• _WHAT IS EXPECTED_:
In the records below, tally every line containing "already". Report only the total.

Saved data entries
>>>

//! Tempo-window playlist generation.
//!
//! Builds a fresh candidate list from the catalog: tracks whose tempo
//! falls inside an inclusive window around the user's mean tempo,
//! minus anything the user already has, ranked by popularity.

use std::collections::HashSet;

use tracing::debug;

use crate::catalog::Catalog;
use crate::error::Result;
use crate::model::{CatalogTrack, EnrichedTrack};

use super::mean_tempo;

/// Default half-width of the tempo window in BPM.
///
/// Narrow enough to keep a consistent rhythmic feel, wide enough to
/// avoid returning near-duplicates of the input. A policy knob, not a
/// derived value.
pub const DEFAULT_TEMPO_WINDOW: f64 = 15.0;

/// Default number of tracks in a generated playlist.
pub const DEFAULT_PLAYLIST_SIZE: usize = 10;

/// Tunable parameters for playlist generation.
#[derive(Debug, Clone)]
pub struct RecommendOptions {
    /// Half-width of the tempo window in BPM
    pub tempo_window: f64,
    /// Maximum number of tracks to return
    pub size: usize,
}

impl Default for RecommendOptions {
    fn default() -> Self {
        Self {
            tempo_window: DEFAULT_TEMPO_WINDOW,
            size: DEFAULT_PLAYLIST_SIZE,
        }
    }
}

/// Generate a fresh playlist around the user's mean tempo.
///
/// Candidates are catalog tracks with tempo in the inclusive window
/// `[mean - w, mean + w]` whose identifier is not excluded. When
/// `exclude` is `None`, the identifiers of the user's own (enriched)
/// tracks are excluded. The result is sorted by popularity descending
/// with a stable sort, so equally popular tracks keep their catalog
/// order, and truncated to `options.size`.
pub fn generate_custom_playlist<'a>(
    catalog: &'a Catalog,
    user: &[EnrichedTrack],
    exclude: Option<&HashSet<String>>,
    options: &RecommendOptions,
) -> Result<Vec<&'a CatalogTrack>> {
    let target = mean_tempo(user)?;
    let lower = target - options.tempo_window;
    let upper = target + options.tempo_window;

    let own_ids: HashSet<String>;
    let exclude = match exclude {
        Some(set) => set,
        None => {
            own_ids = user.iter().map(|t| t.id.clone()).collect();
            &own_ids
        }
    };

    let mut candidates: Vec<&CatalogTrack> = catalog
        .tracks()
        .iter()
        .filter(|t| t.tempo >= lower && t.tempo <= upper)
        .filter(|t| !exclude.contains(t.id.as_str()))
        .collect();

    candidates.sort_by(|a, b| b.popularity.cmp(&a.popularity));
    candidates.truncate(options.size);

    debug!(
        target: "recommend::generator",
        mean = target,
        lower,
        upper,
        returned = candidates.len(),
        "generated playlist"
    );

    Ok(candidates)
}

#[cfg(test)]
mod tests {
    use super::*;
    use crate::error::Error;
    use crate::test_utils::{catalog_track, enriched_track};

    fn windowed_catalog() -> Catalog {
        Catalog::from_tracks(vec![
            catalog_track("in1", "Inside Low", "A", 90.0, 50, "p"),
            catalog_track("out1", "Way Fast", "B", 200.0, 99, "p"),
            catalog_track("in2", "Inside High", "C", 110.0, 70, "p"),
        ])
    }

    #[test]
    fn test_window_filters_catalog() {
        // User mean 101 -> inclusive window [86, 116].
        let catalog = windowed_catalog();
        let user = vec![enriched_track("u1", 100.0), enriched_track("u2", 102.0)];

        let result =
            generate_custom_playlist(&catalog, &user, None, &RecommendOptions::default()).unwrap();
        let ids: Vec<&str> = result.iter().map(|t| t.id.as_str()).collect();
        assert_eq!(ids, vec!["in2", "in1"]);
    }

    #[test]
    fn test_window_bounds_are_inclusive() {
        let catalog = Catalog::from_tracks(vec![
            catalog_track("lo", "Lower Edge", "A", 85.0, 10, "p"),
            catalog_track("hi", "Upper Edge", "B", 115.0, 20, "p"),
            catalog_track("below", "Just Below", "C", 84.9, 30, "p"),
        ]);
        let user = vec![enriched_track("u1", 100.0)];

        let result =
            generate_custom_playlist(&catalog, &user, None, &RecommendOptions::default()).unwrap();
        let ids: Vec<&str> = result.iter().map(|t| t.id.as_str()).collect();
        assert_eq!(ids, vec!["hi", "lo"]);
    }

    #[test]
    fn test_user_tracks_are_excluded_by_default() {
        let catalog = Catalog::from_tracks(vec![
            catalog_track("t1", "Known", "A", 100.0, 90, "p"),
            catalog_track("t2", "New", "B", 102.0, 50, "p"),
        ]);
        let user = vec![enriched_track("t1", 100.0)];

        let result =
            generate_custom_playlist(&catalog, &user, None, &RecommendOptions::default()).unwrap();
        let ids: Vec<&str> = result.iter().map(|t| t.id.as_str()).collect();
        assert_eq!(ids, vec!["t2"]);
    }

    #[test]
    fn test_explicit_exclusion_set() {
        let catalog = Catalog::from_tracks(vec![
            catalog_track("t1", "One", "A", 100.0, 90, "p"),
            catalog_track("t2", "Two", "B", 102.0, 50, "p"),
        ]);
        let user = vec![enriched_track("u1", 100.0)];
        let exclude: HashSet<String> = ["t2".to_string()].into();

        let result =
            generate_custom_playlist(&catalog, &user, Some(&exclude), &RecommendOptions::default())
                .unwrap();
        let ids: Vec<&str> = result.iter().map(|t| t.id.as_str()).collect();
        assert_eq!(ids, vec!["t1"]);
    }

    #[test]
    fn test_sorted_by_popularity_descending_stable() {
        let catalog = Catalog::from_tracks(vec![
            catalog_track("t1", "First Tie", "A", 100.0, 50, "p"),
            catalog_track("t2", "Popular", "B", 101.0, 80, "p"),
            catalog_track("t3", "Second Tie", "C", 102.0, 50, "p"),
        ]);
        let user = vec![enriched_track("u1", 100.0)];

        let result =
            generate_custom_playlist(&catalog, &user, None, &RecommendOptions::default()).unwrap();
        let ids: Vec<&str> = result.iter().map(|t| t.id.as_str()).collect();
        // Ties keep catalog order: t1 before t3.
        assert_eq!(ids, vec!["t2", "t1", "t3"]);
    }

    #[test]
    fn test_truncates_to_requested_size() {
        let tracks = (0..30)
            .map(|i| catalog_track(&format!("t{i}"), "Song", "Artist", 100.0, i, "p"))
            .collect();
        let catalog = Catalog::from_tracks(tracks);
        let user = vec![enriched_track("u1", 100.0)];

        let options = RecommendOptions {
            size: 5,
            ..Default::default()
        };
        let result = generate_custom_playlist(&catalog, &user, None, &options).unwrap();
        assert_eq!(result.len(), 5);
        assert_eq!(result[0].popularity, 29);
    }

    #[test]
    fn test_empty_user_table_fails() {
        let catalog = windowed_catalog();
        let err = generate_custom_playlist(&catalog, &[], None, &RecommendOptions::default())
            .unwrap_err();
        assert!(matches!(err, Error::EmptyInput(_)));
    }

    #[test]
    fn test_no_candidates_is_empty_not_error() {
        let catalog = Catalog::from_tracks(vec![catalog_track(
            "far", "Very Fast", "A", 220.0, 99, "p",
        )]);
        let user = vec![enriched_track("u1", 100.0)];

        let result =
            generate_custom_playlist(&catalog, &user, None, &RecommendOptions::default()).unwrap();
        assert!(result.is_empty());
    }

    #[test]
    fn test_generation_is_idempotent() {
        let catalog = windowed_catalog();
        let user = vec![enriched_track("u1", 101.0)];

        let first =
            generate_custom_playlist(&catalog, &user, None, &RecommendOptions::default()).unwrap();
        let second =
            generate_custom_playlist(&catalog, &user, None, &RecommendOptions::default()).unwrap();
        let first_ids: Vec<&str> = first.iter().map(|t| t.id.as_str()).collect();
        let second_ids: Vec<&str> = second.iter().map(|t| t.id.as_str()).collect();
        assert_eq!(first_ids, second_ids);
    }
}
//! Validation handshake I/O — the eight-byte exchange that gates the
//! message loop on both ends of a stream.

use std::io;

use tokio::io::{AsyncRead, AsyncReadExt, AsyncWrite, AsyncWriteExt};

use ferry_core::handshake::{fresh_nonce, scramble};

/// Broker side: issue a nonce and require the scrambled reply. On
/// mismatch the caller closes the stream; no frame is ever read from an
/// unvalidated peer.
pub async fn validate_inbound<S>(stream: &mut S) -> io::Result<()>
where
    S: AsyncRead + AsyncWrite + Unpin,
{
    let nonce = fresh_nonce();
    let expected = scramble(nonce);

    stream.write_all(&nonce.to_le_bytes()).await?;
    stream.flush().await?;

    let mut reply = [0u8; 8];
    stream.read_exact(&mut reply).await?;
    if u64::from_le_bytes(reply) != expected {
        return Err(io::Error::new(io::ErrorKind::InvalidData, "validation reply mismatch"));
    }
    Ok(())
}

/// Client side: scramble the broker's nonce and echo it back.
pub async fn validate_outbound<S>(stream: &mut S) -> io::Result<()>
where
    S: AsyncRead + AsyncWrite + Unpin,
{
    let mut nonce = [0u8; 8];
    stream.read_exact(&mut nonce).await?;

    let reply = scramble(u64::from_le_bytes(nonce));
    stream.write_all(&reply.to_le_bytes()).await?;
    stream.flush().await?;
    Ok(())
}
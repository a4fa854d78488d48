//! Configuration for the Ferry broker and tools.
//!
//! Resolution order: environment variables → config file → defaults.
//!
//! Config file location:
//!   1. $FERRY_CONFIG (explicit override)
//!   2. $XDG_CONFIG_HOME/ferry/config.toml
//!   3. ~/.config/ferry/config.toml

use serde::{Deserialize, Serialize};
use std::path::PathBuf;

use crate::discovery::{DEFAULT_DISCOVERY_PORT, DEFAULT_TCP_PORT};

/// Top-level configuration.
#[derive(Debug, Clone, Default, Serialize, Deserialize)]
#[serde(default)]
pub struct FerryConfig {
    pub network: NetworkConfig,
    pub transfer: TransferConfig,
}

#[derive(Debug, Clone, Serialize, Deserialize)]
#[serde(default)]
pub struct NetworkConfig {
    /// TCP port the broker listens on. 0 = OS-assigned.
    pub tcp_port: u16,
    /// UDP port for discovery probes. 0 = OS-assigned.
    pub discovery_port: u16,
}

#[derive(Debug, Clone, Serialize, Deserialize)]
#[serde(default)]
pub struct TransferConfig {
    /// Largest chunk body (before its digest trailer) the broker relays.
    pub max_chunk_size: u64,
    /// Messages a connection may queue before senders are held back.
    pub outbound_queue_depth: usize,
}

// ── Defaults ──────────────────────────────────────────────────────────────────

impl Default for NetworkConfig {
    fn default() -> Self {
        Self {
            tcp_port: DEFAULT_TCP_PORT,
            discovery_port: DEFAULT_DISCOVERY_PORT,
        }
    }
}

impl Default for TransferConfig {
    fn default() -> Self {
        Self {
            max_chunk_size: 64 * 1024,
            outbound_queue_depth: 64,
        }
    }
}

// ── Errors ────────────────────────────────────────────────────────────────────

#[derive(Debug, thiserror::Error)]
pub enum ConfigError {
    #[error("failed to read {0}: {1}")]
    ReadFailed(PathBuf, std::io::Error),
    #[error("failed to parse {0}: {1}")]
    ParseFailed(PathBuf, toml::de::Error),
    #[error("failed to write {0}: {1}")]
    WriteFailed(PathBuf, std::io::Error),
    #[error("failed to serialize: {0}")]
    SerializeFailed(toml::ser::Error),
}

// ── Loading ───────────────────────────────────────────────────────────────────

impl FerryConfig {
    /// Load config: env vars → file → defaults.
    pub fn load() -> Result<Self, ConfigError> {
        let path = Self::file_path();
        let mut config = if path.exists() {
            let text = std::fs::read_to_string(&path)
                .map_err(|e| ConfigError::ReadFailed(path.clone(), e))?;
            toml::from_str(&text).map_err(|e| ConfigError::ParseFailed(path.clone(), e))?
        } else {
            FerryConfig::default()
        };
        config.apply_env_overrides();
        Ok(config)
    }

    /// Config file path.
    pub fn file_path() -> PathBuf {
        std::env::var("FERRY_CONFIG")
            .map(PathBuf::from)
            .unwrap_or_else(|_| config_dir().join("config.toml"))
    }

    /// Write a default config if none exists. Returns the path.
    pub fn write_default_if_missing() -> Result<PathBuf, ConfigError> {
        let path = Self::file_path();
        if !path.exists() {
            if let Some(parent) = path.parent() {
                std::fs::create_dir_all(parent)
                    .map_err(|e| ConfigError::WriteFailed(path.clone(), e))?;
            }
            let text = toml::to_string_pretty(&FerryConfig::default())
                .map_err(ConfigError::SerializeFailed)?;
            std::fs::write(&path, text).map_err(|e| ConfigError::WriteFailed(path.clone(), e))?;
        }
        Ok(path)
    }

    /// Apply FERRY_* env var overrides.
    fn apply_env_overrides(&mut self) {
        if let Ok(v) = std::env::var("FERRY_NETWORK__TCP_PORT") {
            if let Ok(p) = v.parse() {
                self.network.tcp_port = p;
            }
        }
        if let Ok(v) = std::env::var("FERRY_NETWORK__DISCOVERY_PORT") {
            if let Ok(p) = v.parse() {
                self.network.discovery_port = p;
            }
        }
        if let Ok(v) = std::env::var("FERRY_TRANSFER__MAX_CHUNK_SIZE") {
            if let Ok(n) = v.parse() {
                self.transfer.max_chunk_size = n;
            }
        }
        if let Ok(v) = std::env::var("FERRY_TRANSFER__OUTBOUND_QUEUE_DEPTH") {
            if let Ok(n) = v.parse() {
                self.transfer.outbound_queue_depth = n;
            }
        }
    }
}

fn config_dir() -> PathBuf {
    std::env::var("XDG_CONFIG_HOME")
        .map(PathBuf::from)
        .unwrap_or_else(|_| home_or_tmp().join(".config"))
        .join("ferry")
}

fn home_or_tmp() -> PathBuf {
    std::env::var("HOME")
        .map(PathBuf::from)
        .unwrap_or_else(|_| PathBuf::from("/tmp"))
}
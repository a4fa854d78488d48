//! Client-side wrapper: connect, validate, then speak framed messages.

use std::io;
use std::net::SocketAddr;
use std::time::Duration;

use tokio::net::TcpStream;
use tokio::sync::mpsc;

use ferry_core::message::Message;

use crate::connection::{ConnEvent, ConnId, Connection};
use crate::validate::validate_outbound;

/// Outbound queue depth for client connections.
const OUTBOUND_QUEUE_DEPTH: usize = 64;

/// Inbound queue depth; the relay never runs far ahead of the consumer
/// thanks to the broker-side outbound bound, so this stays small.
const INBOUND_QUEUE_DEPTH: usize = 256;

/// One validated connection to a broker, with its private inbound queue.
pub struct Client {
    conn: Connection,
    inbound: mpsc::Receiver<(ConnId, ConnEvent)>,
    closed: bool,
}

impl Client {
    /// Connect to a broker, run the validation handshake, and start the
    /// framed transport.
    pub async fn connect(addr: SocketAddr) -> io::Result<Self> {
        let mut stream = TcpStream::connect(addr).await?;
        stream.set_nodelay(true)?;
        validate_outbound(&mut stream).await?;

        let (events_tx, inbound) = mpsc::channel(INBOUND_QUEUE_DEPTH);
        let conn = Connection::spawn(0, stream, OUTBOUND_QUEUE_DEPTH, events_tx);
        Ok(Self { conn, inbound, closed: false })
    }

    /// Queue a message. False when the connection is gone.
    pub async fn send(&self, msg: Message) -> bool {
        self.conn.send(msg).await
    }

    /// Next inbound message; `None` once the connection has closed and
    /// the queue is drained.
    pub async fn recv(&mut self) -> Option<Message> {
        if self.closed {
            return None;
        }
        while let Some((_, event)) = self.inbound.recv().await {
            match event {
                ConnEvent::Message(msg) => return Some(msg),
                ConnEvent::Closed => {
                    self.closed = true;
                    return None;
                }
            }
        }
        self.closed = true;
        None
    }

    /// Bounded wait for the next message. `None` means nothing arrived
    /// within `wait`; check [`is_connected`](Self::is_connected) to tell a
    /// quiet peer from a dead one.
    pub async fn recv_timeout(&mut self, wait: Duration) -> Option<Message> {
        tokio::time::timeout(wait, self.recv()).await.ok().flatten()
    }

    /// Drain one already-queued message without waiting.
    pub fn try_recv(&mut self) -> Option<Message> {
        if self.closed {
            return None;
        }
        while let Ok((_, event)) = self.inbound.try_recv() {
            match event {
                ConnEvent::Message(msg) => return Some(msg),
                ConnEvent::Closed => {
                    self.closed = true;
                    return None;
                }
            }
        }
        None
    }

    pub fn is_connected(&self) -> bool {
        self.conn.is_connected()
    }

    pub fn is_validated(&self) -> bool {
        self.conn.is_validated()
    }

    pub fn pending_writes(&self) -> usize {
        self.conn.pending_writes()
    }

    /// Wait until every queued message has been written out.
    pub async fn flush(&self) {
        self.conn.flush().await
    }

    /// Flush, then close our write half.
    pub async fn disconnect_after_flush(&self) {
        self.conn.disconnect_after_flush().await
    }

    /// Close promptly, abandoning queued writes.
    pub fn disconnect(&self) {
        self.conn.disconnect()
    }
}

<<<

• _RESULT FOR THIS EXERCISE_:
2